> **DATA**:
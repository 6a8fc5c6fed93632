//! The symbol table: the fixed mapping from numeral characters to magnitudes.
//!
//! Eight symbols are recognized: the seven classical Roman symbols plus `N`
//! for zero. The table is a process-wide constant; lookups are pure.

use crate::{SymbolError, SymbolResult};

/// The magnitude of a single numeral character, or `None` if the character
/// is not a recognized symbol.
pub fn magnitude(c: char) -> Option<i32> {
    match c {
        'N' => Some(0),
        'I' => Some(1),
        'V' => Some(5),
        'X' => Some(10),
        'L' => Some(50),
        'C' => Some(100),
        'D' => Some(500),
        'M' => Some(1000),
        _ => None,
    }
}

/// Look up the magnitude of a numeral digit given as text.
///
/// The text must be exactly one recognized symbol; anything else (an unknown
/// character, the empty string, more than one character) fails with
/// [`SymbolError`].
pub fn digit_value(digit: &str) -> SymbolResult<i32> {
    let mut chars = digit.chars();
    match (chars.next(), chars.next()) {
        (Some(c), None) => magnitude(c).ok_or_else(|| SymbolError::new(digit)),
        _ => Err(SymbolError::new(digit)),
    }
}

> **PROBLEM TO WORK ON**: All of the material should be written out again exactly.

> **REPLY TO THE TASK**:
repository 6a8fc5c6fed93632
//! The symbol table: the fixed mapping from numeral characters to magnitudes.
//!
//! Eight symbols are recognized: the seven classical Roman symbols plus `N`
//! for zero. The table is a process-wide constant; lookups are pure.

use crate::{SymbolError, SymbolResult};

/// The magnitude of a single numeral character, or `None` if the character
/// is not a recognized symbol.
pub fn magnitude(c: char) -> Option<i32> {
    match c {
        'N' => Some(0),
        'I' => Some(1),
        'V' => Some(5),
        'X' => Some(10),
        'L' => Some(50),
        'C' => Some(100),
        'D' => Some(500),
        'M' => Some(1000),
        _ => None,
    }
}

/// Look up the magnitude of a numeral digit given as text.
///
/// The text must be exactly one recognized symbol; anything else (an unknown
/// character, the empty string, more than one character) fails with
/// [`SymbolError`].
pub fn digit_value(digit: &str) -> SymbolResult<i32> {
    let mut chars = digit.chars();
    match (chars.next(), chars.next()) {
        (Some(c), None) => magnitude(c).ok_or_else(|| SymbolError::new(digit)),
        _ => Err(SymbolError::new(digit)),
    }
}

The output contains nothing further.